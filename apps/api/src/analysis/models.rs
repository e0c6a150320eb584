use serde::{Deserialize, Serialize};

/// Structured ATS feedback for one resume.
///
/// Only the shape is checked; score range and list contents are taken as the
/// model returned them.
#[derive(Debug, Clone, PartialEq, Serialize, Deserialize)]
pub struct AnalysisResult {
    pub ats_score: f64,
    #[serde(default)]
    pub summary_feedback: String,
    #[serde(default)]
    pub skills_found: Vec<String>,
    #[serde(default)]
    pub missing_keywords: Vec<String>,
    #[serde(default)]
    pub formatting_issues: Vec<String>,
}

# # # # #

- Task -
Every entry should be reproduced exactly, with no part omitted.

- Solved exercise -
filename apps/api/src/analysis/models.rs
repository e0c6a150320eb584
use serde::{Deserialize, Serialize};

/// Structured ATS feedback for one resume.
///
/// Only the shape is checked; score range and list contents are taken as the
/// model returned them.
#[derive(Debug, Clone, PartialEq, Serialize, Deserialize)]
pub struct AnalysisResult {
    pub ats_score: f64,
    #[serde(default)]
    pub summary_feedback: String,
    #[serde(default)]
    pub skills_found: Vec<String>,
    #[serde(default)]
    pub missing_keywords: Vec<String>,
    #[serde(default)]
    pub formatting_issues: Vec<String>,
}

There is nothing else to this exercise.